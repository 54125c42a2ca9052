//! Generic CSV parser: straight mapping of canonical columns, no
//! broker-specific row semantics (spec §4.4 "Generic").

use crate::error::RowError;
use crate::model::{AssetType, Broker, Status, Trade};
use crate::normalize::{normalize_symbol, parse_direction_keyword};

use super::{BrokerParser, RowView};

pub struct GenericParser;

const COLUMN_MAPPING: &[(&str, &str)] = &[
    ("ticker", "symbol"),
    ("instrument", "symbol"),
    ("asset", "symbol"),
    ("pair", "symbol"),
    ("side", "direction"),
    ("type", "direction"),
    ("action", "direction"),
    ("position", "direction"),
    ("open_time", "entry_time"),
    ("entry_date", "entry_time"),
    ("open_date", "entry_time"),
    ("close_time", "exit_time"),
    ("exit_date", "exit_time"),
    ("close_date", "exit_time"),
    ("open_price", "entry_price"),
    ("close_price", "exit_price"),
    ("buy_price", "entry_price"),
    ("sell_price", "exit_price"),
    ("size", "quantity"),
    ("volume", "quantity"),
    ("lots", "quantity"),
    ("amount", "quantity"),
    ("shares", "quantity"),
    ("contracts", "quantity"),
    ("fee", "commission"),
    ("fees", "commission"),
    ("cost", "commission"),
];

const REQUIRED: &[&str] = &["symbol", "direction", "entry_time", "entry_price", "quantity"];

impl BrokerParser for GenericParser {
    fn broker(&self) -> Broker {
        Broker::Generic
    }

    fn required_columns(&self) -> &[&str] {
        REQUIRED
    }

    fn column_mapping(&self) -> &[(&str, &str)] {
        COLUMN_MAPPING
    }

    fn parse_row(&self, row: &RowView, row_number: usize) -> Result<Option<Trade>, RowError> {
        let symbol = normalize_symbol(row.required_str("symbol", row_number)?);
        if symbol.is_empty() {
            return Err(RowError::new(row_number, "symbol is required").with_column("symbol"));
        }

        let direction_raw = row.required_str("direction", row_number)?;
        let direction = parse_direction_keyword(direction_raw)
            .ok_or_else(|| RowError::new(row_number, format!("unknown direction: {direction_raw}")).with_column("direction"))?;

        let entry_time = row.required_datetime("entry_time", row_number)?;
        let entry_price = row.required_decimal("entry_price", row_number, false)?;
        let quantity = row.required_decimal("quantity", row_number, false)?;

        if quantity.is_zero() || quantity.is_sign_negative() {
            return Err(RowError::new(row_number, "quantity must be positive").with_column("quantity"));
        }
        if entry_price.is_zero() || entry_price.is_sign_negative() {
            return Err(RowError::new(row_number, "entry price must be positive").with_column("entry_price"));
        }

        let exit_time = row.datetime("exit_time", row_number)?;
        let exit_price = row.decimal("exit_price", row_number, false)?;

        let (status, exit_time, exit_price) = match (exit_time, exit_price) {
            (Some(et), Some(ep)) => {
                if et < entry_time {
                    return Err(RowError::new(row_number, "exit time cannot be before entry time").with_column("exit_time"));
                }
                (Status::Closed, Some(et), Some(ep))
            }
            _ => (Status::Open, None, None),
        };

        let commission = row.decimal("commission", row_number, true)?.unwrap_or_default();

        let asset_type = row
            .get("asset_type")
            .and_then(|s| s.to_lowercase().parse::<AssetType>().ok())
            .unwrap_or(AssetType::Stock);

        let tags = row
            .get("tags")
            .map(|s| {
                s.split(',')
                    .map(|t| t.trim().to_lowercase())
                    .filter(|t| !t.is_empty())
                    .collect()
            })
            .unwrap_or_default();

        let notes = row.get("notes").map(str::to_string);

        Ok(Some(Trade {
            id: format!("generic-{row_number}"),
            broker_trade_id: None,
            symbol,
            asset_type,
            direction,
            status,
            entry_time,
            exit_time,
            entry_price,
            exit_price,
            quantity,
            commission,
            override_pnl: None,
            tags,
            notes,
            account_id: None,
            broker_name: None,
            raw_data: Some(row.raw_snapshot()),
        }))
    }
}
=-=-=
### WHAT IS EXPECTED
Please write out all of the records above, character for character.

### RESULT OF THIS TASK
repository 54125c42a2ca9052
//! Generic CSV parser: straight mapping of canonical columns, no
//! broker-specific row semantics (spec §4.4 "Generic").

use crate::error::RowError;
use crate::model::{AssetType, Broker, Status, Trade};
use crate::normalize::{normalize_symbol, parse_direction_keyword};

use super::{BrokerParser, RowView};

pub struct GenericParser;

const COLUMN_MAPPING: &[(&str, &str)] = &[
    ("ticker", "symbol"),
    ("instrument", "symbol"),
    ("asset", "symbol"),
    ("pair", "symbol"),
    ("side", "direction"),
    ("type", "direction"),
    ("action", "direction"),
    ("position", "direction"),
    ("open_time", "entry_time"),
    ("entry_date", "entry_time"),
    ("open_date", "entry_time"),
    ("close_time", "exit_time"),
    ("exit_date", "exit_time"),
    ("close_date", "exit_time"),
    ("open_price", "entry_price"),
    ("close_price", "exit_price"),
    ("buy_price", "entry_price"),
    ("sell_price", "exit_price"),
    ("size", "quantity"),
    ("volume", "quantity"),
    ("lots", "quantity"),
    ("amount", "quantity"),
    ("shares", "quantity"),
    ("contracts", "quantity"),
    ("fee", "commission"),
    ("fees", "commission"),
    ("cost", "commission"),
];

const REQUIRED: &[&str] = &["symbol", "direction", "entry_time", "entry_price", "quantity"];

impl BrokerParser for GenericParser {
    fn broker(&self) -> Broker {
        Broker::Generic
    }

    fn required_columns(&self) -> &[&str] {
        REQUIRED
    }

    fn column_mapping(&self) -> &[(&str, &str)] {
        COLUMN_MAPPING
    }

    fn parse_row(&self, row: &RowView, row_number: usize) -> Result<Option<Trade>, RowError> {
        let symbol = normalize_symbol(row.required_str("symbol", row_number)?);
        if symbol.is_empty() {
            return Err(RowError::new(row_number, "symbol is required").with_column("symbol"));
        }

        let direction_raw = row.required_str("direction", row_number)?;
        let direction = parse_direction_keyword(direction_raw)
            .ok_or_else(|| RowError::new(row_number, format!("unknown direction: {direction_raw}")).with_column("direction"))?;

        let entry_time = row.required_datetime("entry_time", row_number)?;
        let entry_price = row.required_decimal("entry_price", row_number, false)?;
        let quantity = row.required_decimal("quantity", row_number, false)?;

        if quantity.is_zero() || quantity.is_sign_negative() {
            return Err(RowError::new(row_number, "quantity must be positive").with_column("quantity"));
        }
        if entry_price.is_zero() || entry_price.is_sign_negative() {
            return Err(RowError::new(row_number, "entry price must be positive").with_column("entry_price"));
        }

        let exit_time = row.datetime("exit_time", row_number)?;
        let exit_price = row.decimal("exit_price", row_number, false)?;

        let (status, exit_time, exit_price) = match (exit_time, exit_price) {
            (Some(et), Some(ep)) => {
                if et < entry_time {
                    return Err(RowError::new(row_number, "exit time cannot be before entry time").with_column("exit_time"));
                }
                (Status::Closed, Some(et), Some(ep))
            }
            _ => (Status::Open, None, None),
        };

        let commission = row.decimal("commission", row_number, true)?.unwrap_or_default();

        let asset_type = row
            .get("asset_type")
            .and_then(|s| s.to_lowercase().parse::<AssetType>().ok())
            .unwrap_or(AssetType::Stock);

        let tags = row
            .get("tags")
            .map(|s| {
                s.split(',')
                    .map(|t| t.trim().to_lowercase())
                    .filter(|t| !t.is_empty())
                    .collect()
            })
            .unwrap_or_default();

        let notes = row.get("notes").map(str::to_string);

        Ok(Some(Trade {
            id: format!("generic-{row_number}"),
            broker_trade_id: None,
            symbol,
            asset_type,
            direction,
            status,
            entry_time,
            exit_time,
            entry_price,
            exit_price,
            quantity,
            commission,
            override_pnl: None,
            tags,
            notes,
            account_id: None,
            broker_name: None,
            raw_data: Some(row.raw_snapshot()),
        }))
    }
}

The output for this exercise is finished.